Amid growing concerns that sugar is one of the main culprits in the global obesity (“globesity”) epidemic, people are increasingly shunning the ubiquitous ingredient.
Meanwhile, governments are becoming more focused on implementing initiatives to reduce the public and personal costs of obesity and related diseases. The confluence of these factors is forcing many companies, such as food and beverage manufacturers, to reconsider their products, including sugar content and portion size.
Not so sweet
As physical activity has decreased and the intake of energy-dense foods has increased, the worldwide rate of obesity has more than doubled since 1980.
Today 1.9 billion adults globally are overweight or obese, with more deaths associated with being overweight and obese than being underweight. Australia conforms to this trend with almost a third of adults and a quarter of children falling into the obese category, an increase of 47 per cent over the past 20 years.
Noting evidence showing that an increase in dietary sugar is linked with increases in weight, the World Health Organisation (WHO) strongly recommends an individual’s daily sugar intake be less than 10 per cent of their total energy consumption.
Last year, WHO updated its sugar guideline, stating that cutting consumption to less than 5 per cent (around six teaspoons) of daily kilojoules provides added health benefits.

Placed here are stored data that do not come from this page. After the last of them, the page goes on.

// ── Traffic forwarding models ──

use serde::{Deserialize, Serialize};

use super::{IdNameExtensions, is_zero};

/// VPN credential (`/vpnCredentials`) used by IPSec tunnels.
#[derive(Debug, Clone, Default, PartialEq, Serialize, Deserialize)]
#[serde(rename_all = "camelCase")]
pub struct VpnCredential {
    #[serde(default, skip_serializing_if = "is_zero")]
    pub id: i64,
    #[serde(default, rename = "type", skip_serializing_if = "String::is_empty")]
    pub credential_type: String,
    #[serde(default, skip_serializing_if = "String::is_empty")]
    pub fqdn: String,
    #[serde(default, skip_serializing_if = "String::is_empty")]
    pub ip_address: String,
    #[serde(default, skip_serializing_if = "Option::is_none")]
    pub pre_shared_key: Option<String>,
    #[serde(default, skip_serializing_if = "String::is_empty")]
    pub comments: String,
    #[serde(default, skip_serializing_if = "Option::is_none")]
    pub location: Option<IdNameExtensions>,
    #[serde(default, skip_serializing_if = "Option::is_none")]
    pub managed_by: Option<IdNameExtensions>,
}

/// Static IP (`/staticIP`) used by GRE tunnels and IP-based VPN credentials.
#[derive(Debug, Clone, Default, PartialEq, Serialize, Deserialize)]
#[serde(rename_all = "camelCase")]
pub struct StaticIp {
    #[serde(default, skip_serializing_if = "is_zero")]
    pub id: i64,
    #[serde(default)]
    pub ip_address: String,
    #[serde(default)]
    pub geo_override: bool,
    #[serde(default)]
    pub latitude: f64,
    #[serde(default)]
    pub longitude: f64,
    #[serde(default)]
    pub routable_ip: bool,
    #[serde(default, skip_serializing_if = "String::is_empty")]
    pub comment: String,
    #[serde(default, skip_serializing_if = "is_zero")]
    pub last_modification_time: i64,
    #[serde(default, skip_serializing_if = "Option::is_none")]
    pub managed_by: Option<IdNameExtensions>,
    #[serde(default, skip_serializing_if = "Option::is_none")]
    pub last_modified_by: Option<IdNameExtensions>,
}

With greater consumer focus on health, the anti-sugar movement has gathered momentum in Australia, driven by high-profile media commentators including Sarah Wilson (I Quit Sugar), health bodies and recently, documentary That Sugar Film.
The public’s increasingly negative perception of sugar is now seeing the sugar industry starting to lose its social licence to operate in much the same way as tobacco has.
Considered particularly nefarious are the saccharine soft drinks, which the National Health and Medical Research Council reports are the largest source of sugars in the Australian diet.
In their dietary guidelines, they note that new evidence “emphasises the relevance of sugar-sweetened drinks to the development of excess weight…” Similarly, WHO cites research indicating children with a high intake of soft drink are more likely to be overweight or obese.
Governments around the world are also measuring the impacts of sugar consumption and obesity, including the direct and indirect economic costs. Direct costs consist primarily of healthcare expenditure attributed to obesity.
In Australia, this direct economic cost is estimated to be $3.8 billion a year according to a recent study by PWC. Less easily identifiable are the indirect economic costs associated with obesity (such as productivity losses, forgone tax and government subsides), which PWC estimates are $4.8 billion each year.
Modelling by Morgan Stanley last year measured the economic costs of sugar consumption specifically. The investment bank found that the GDP growth of OECD economies would be adversely impacted if sugar intake remained stagnant or increased. It singled out Australia as potentially one of the worst-affected economies, given our already significant rates of obesity, which are among the highest in the world.
As governments globally assess the economic costs of sugar consumption and obesity and while constituents’ concerns mount, the impetus to take action is intensifying. Levers at their disposal include education campaigns and regulatory changes such as labelling laws and restrictions on sugar content.
In some jurisdictions, governments have introduced a so-called sugar tax with the aim of cutting sugar consumption. Most recently, the United Kingdom mandated a sugar levy, with numerous advocates – including academics and health advocates – urging the Australian parliament do the same.
With WHO earlier this year recommending sugar taxes to fight childhood obesity and 85 per cent of Australians in support of a sugar levy if the proceeds were to support initiatives preventing childhood obesity, Australia’s leaders may feel compelled to act on this front.
According to Morgan Stanley, sugar consumption in developed markets is falling, creating big problems for food and beverage businesses that derive a significant proportion of revenue from sugary products, most notably soft drink makers.
With customers seeking healthier alternatives, in addition to a drop in sales, these companies may find themselves exposed to sugar taxes.
In the face of shifting public sentiment, McDonald’s significantly changed its menu in recent years. By adding healthier options, cutting the sugar and energy content of menu items and reducing portion sizes, the fast food company has effectively positioned itself to capitalise on current attitudes towards health.
In Australia, Coca-Cola Amatil Limited (ASX: CCL) has acknowledged shifting consumer preferences, with the company adapting its products to ensure the business is sustainable in the long term.
To meet changing demands, Coke has implemented measures including the launch last year of Coke Life, sweetened with Stevia as well as sugar, and offering smaller cans. CEO Alison Watkins recently said 8 per cent of its formulations have had their sugar content cut recently. Reflecting changing customer attitudes, the company has reported its low and no-calorie drinks are a growing portion of its portfolio.
As the risk of sugar and its role in the globesity epidemic continues to gain public and government attention, an important and emerging investment theme is presented of which investors ought be cognisant.
In our view, the future viability of businesses reliant on sales of sugary products will depend on their ability to adapt to evolving consumer preferences and potential legislative changes.